Hay un chaval que ha entrado con unas convulsiones. Se le han echado encima entre voces de «se nos va, se nos va». Tú piensas que estás en un capítulo de Urgencias (la de Clooney, porque Anatomía de Grey no existía en esa época) y que va a acabar bien.
La monja enfermera viene de vez en cuando a darme en la cara: «No te duermas, que no puedes dormirte». Pero solo quiero dormir y la monja pegaleches no me deja. Luego, se ve que se cansa de ser la única «broncas» y le pasa el marrón de darme manotazos al otro médico. Se turnan, cosa que agradezco, porque el médico da con menos inquina que la monja.
El chaval de las convulsiones está dormido, o eso creo yo. Porque, como es lo que a mí me gustaría, pienso que a todos los demás también.

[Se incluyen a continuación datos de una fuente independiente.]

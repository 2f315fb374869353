// Dev proxy HTTP error types
use axum::{http::StatusCode, response::IntoResponse, Json};
use serde_json::{json, Value};

/// Errors the dev proxy answers with instead of an upstream response
#[derive(Debug)]
pub enum ProxyError {
    // 400 Bad Request (request body could not be read)
    BadRequest(String),

    // 404 Not Found (no rewrite rule matches)
    NoRoute(String),

    // 413 Payload Too Large
    PayloadTooLarge(usize),

    // 502 Bad Gateway (backend unreachable or broken reply)
    BadGateway(String),

    // 504 Gateway Timeout
    GatewayTimeout(String),
}

impl ProxyError {
    pub fn status_code(&self) -> u16 {
        match self {
            ProxyError::BadRequest(_) => 400,
            ProxyError::NoRoute(_) => 404,
            ProxyError::PayloadTooLarge(_) => 413,
            ProxyError::BadGateway(_) => 502,
            ProxyError::GatewayTimeout(_) => 504,
        }
    }

    pub fn message(&self) -> String {
        match self {
            ProxyError::BadRequest(msg) => msg.clone(),
            ProxyError::NoRoute(path) => format!("No proxy rule matches '{}'", path),
            ProxyError::PayloadTooLarge(limit) => format!("Request body exceeds {} bytes", limit),
            ProxyError::BadGateway(msg) => msg.clone(),
            ProxyError::GatewayTimeout(url) => format!("Backend did not answer in time: {}", url),
        }
    }

    pub fn error_code(&self) -> &'static str {
        match self {
            ProxyError::BadRequest(_) => "BAD_REQUEST",
            ProxyError::NoRoute(_) => "NO_ROUTE",
            ProxyError::PayloadTooLarge(_) => "PAYLOAD_TOO_LARGE",
            ProxyError::BadGateway(_) => "BAD_GATEWAY",
            ProxyError::GatewayTimeout(_) => "GATEWAY_TIMEOUT",
        }
    }

    pub fn to_json(&self) -> Value {
        json!({
            "success": false,
            "error": self.message(),
            "error_code": self.error_code()
        })
    }

    /// Classify a failed upstream call
    pub fn from_upstream(url: &str, err: reqwest::Error) -> Self {
        if err.is_timeout() {
            tracing::error!("Upstream timeout: {}", url);
            ProxyError::GatewayTimeout(url.to_string())
        } else {
            tracing::error!("Upstream error for {}: {}", url, err);
            ProxyError::BadGateway(format!("Backend request failed: {}", url))
        }
    }
}

impl std::fmt::Display for ProxyError {
    fn fmt(&self, f: &mut std::fmt::Formatter<'_>) -> std::fmt::Result {
        write!(f, "{}", self.message())
    }
}

impl std::error::Error for ProxyError {}

impl IntoResponse for ProxyError {
    fn into_response(self) -> axum::response::Response {
        let status = StatusCode::from_u16(self.status_code()).unwrap_or(StatusCode::BAD_GATEWAY);
        (status, Json(self.to_json())).into_response()
    }
}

Dejan pasar a mi madre y a mi hermano. Mi madre solo le dice al médico: «Eso es del café, que toma mucho». El médico le dice que no. Mi madre echándole la culpa al café, que la tía se soplaba el último del día a las once de la noche. Pero el café, vale, mamá.

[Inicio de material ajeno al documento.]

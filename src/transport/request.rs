use serde::{Deserialize, Serialize};
use serde_json::Value;

use super::TransportError;

#[derive(Debug, Clone, Copy, PartialEq, Eq, Serialize, Deserialize)]
#[serde(rename_all = "UPPERCASE")]
pub enum Method {
    Get,
    Post,
    Put,
    Delete,
}

impl From<Method> for reqwest::Method {
    fn from(method: Method) -> Self {
        match method {
            Method::Get => reqwest::Method::GET,
            Method::Post => reqwest::Method::POST,
            Method::Put => reqwest::Method::PUT,
            Method::Delete => reqwest::Method::DELETE,
        }
    }
}

#[derive(Debug, Clone, PartialEq)]
pub enum Body {
    Json(Value),
    /// Sent as `application/x-www-form-urlencoded`.
    Form(Vec<(String, String)>),
}

/// A call against the client-visible API, path relative to `/api`.
#[derive(Debug, Clone, PartialEq)]
pub struct ApiRequest {
    pub method: Method,
    pub path: String,
    pub body: Option<Body>,
    pub params: Vec<(String, String)>,
    pub headers: Vec<(String, String)>,
    pub timeout_ms: Option<u64>,
}

impl ApiRequest {
    pub fn new(method: Method, path: impl Into<String>) -> Self {
        Self {
            method,
            path: path.into(),
            body: None,
            params: Vec::new(),
            headers: Vec::new(),
            timeout_ms: None,
        }
    }

    pub fn get(path: impl Into<String>) -> Self {
        Self::new(Method::Get, path)
    }

    pub fn post(path: impl Into<String>) -> Self {
        Self::new(Method::Post, path)
    }

    pub fn put(path: impl Into<String>) -> Self {
        Self::new(Method::Put, path)
    }

    pub fn delete(path: impl Into<String>) -> Self {
        Self::new(Method::Delete, path)
    }

    pub fn json(mut self, body: Value) -> Self {
        self.body = Some(Body::Json(body));
        self
    }

    pub fn form<K: Into<String>, V: Into<String>>(mut self, fields: impl IntoIterator<Item = (K, V)>) -> Self {
        let fields = fields.into_iter().map(|(k, v)| (k.into(), v.into())).collect();
        self.body = Some(Body::Form(fields));
        self
    }

    pub fn param(mut self, key: impl Into<String>, value: impl ToString) -> Self {
        self.params.push((key.into(), value.to_string()));
        self
    }

    pub fn header(mut self, name: impl Into<String>, value: impl Into<String>) -> Self {
        self.headers.push((name.into(), value.into()));
        self
    }

    pub fn timeout_ms(mut self, ms: u64) -> Self {
        self.timeout_ms = Some(ms);
        self
    }

    pub fn has_header(&self, name: &str) -> bool {
        self.headers.iter().any(|(k, _)| k.eq_ignore_ascii_case(name))
    }
}

/// Raw reply. Non-JSON bodies are kept as a JSON string, empty bodies as null.
#[derive(Debug, Clone, PartialEq)]
pub struct TransportResponse {
    pub status: u16,
    pub body: Value,
}

/// The `{ code, message, data }` wrapper every backend reply uses.
#[derive(Debug, Clone, PartialEq, Serialize, Deserialize)]
pub struct Envelope {
    pub code: i64,
    #[serde(default)]
    pub message: String,
    #[serde(default)]
    pub data: Value,
}

impl TransportResponse {
    pub fn is_success(&self) -> bool {
        (200..300).contains(&self.status)
    }

    /// Unwrap the envelope, turning HTTP errors and non-200 codes into errors.
    pub fn into_envelope(self) -> Result<Envelope, TransportError> {
        if !self.is_success() {
            return Err(TransportError::Status {
                status: self.status,
                message: error_message(&self.body),
            });
        }

        let envelope: Envelope =
            serde_json::from_value(self.body).map_err(|e| TransportError::Decode(e.to_string()))?;

        if envelope.code != 200 {
            return Err(TransportError::Rejected {
                code: envelope.code,
                message: envelope.message,
            });
        }

        Ok(envelope)
    }
}

fn error_message(body: &Value) -> String {
    ["message", "detail", "error"]
        .iter()
        .find_map(|key| body.get(key).and_then(Value::as_str))
        .map(str::to_string)
        .or_else(|| body.as_str().map(str::to_string))
        .unwrap_or_default()
}

#[cfg(test)]
mod tests {
    use super::*;
    use serde_json::json;

    #[test]
    fn builder_collects_parts() {
        let req = ApiRequest::get("/vod_list")
            .param("page", 2)
            .param("type_id", 1)
            .header("X-Trace", "t1")
            .timeout_ms(500);

        assert_eq!(req.method, Method::Get);
        assert_eq!(req.params, vec![("page".to_string(), "2".to_string()), ("type_id".to_string(), "1".to_string())]);
        assert!(req.has_header("x-trace"));
        assert_eq!(req.timeout_ms, Some(500));
    }

    #[test]
    fn envelope_code_other_than_200_is_rejected() {
        let response = TransportResponse {
            status: 200,
            body: json!({"code": 400, "message": "bad credentials", "data": null}),
        };
        match response.into_envelope() {
            Err(TransportError::Rejected { code, message }) => {
                assert_eq!(code, 400);
                assert_eq!(message, "bad credentials");
            }
            other => panic!("unexpected: {:?}", other),
        }
    }

    #[test]
    fn http_error_carries_detail() {
        let response = TransportResponse {
            status: 401,
            body: json!({"detail": "Not authenticated"}),
        };
        match response.into_envelope() {
            Err(TransportError::Status { status, message }) => {
                assert_eq!(status, 401);
                assert_eq!(message, "Not authenticated");
            }
            other => panic!("unexpected: {:?}", other),
        }
    }

    #[test]
    fn envelope_without_data_defaults_to_null() {
        let response = TransportResponse {
            status: 200,
            body: json!({"code": 200, "message": "ok"}),
        };
        let envelope = response.into_envelope().unwrap();
        assert!(envelope.data.is_null());
    }
}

La monja pegaleches de vez en cuando se acerca a la cama del de las convulsiones y le dice: «Angelito». Y luego viene a la mía y me dice: «Que no te duermas».

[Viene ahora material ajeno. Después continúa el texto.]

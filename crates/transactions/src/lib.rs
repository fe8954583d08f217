pub mod handler;
pub mod models;
pub mod service;

mod repository;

Miro el techo. No pienso cosas raras. Me entran ganas de hacer pis. Se lo digo a una enfermera; a la monja no, si no me deja dormir, menos mear.
Me dice que ahora me trae la cuña. Se me va el sueño en un pispás al oír la palabra. Yo, que lo hacía de pie en los bares, entre dos coches, en el campo…, me horrorizo al pensar en la cuña.
Le digo que me aguanto. Me dice que después de esa bolsa van más, que va pa largo.
Me lo pienso. Las ganas de hacer pis aumentan, aunque no quiera pensar en ello. Le imploro que me deje ir al baño. Imposible.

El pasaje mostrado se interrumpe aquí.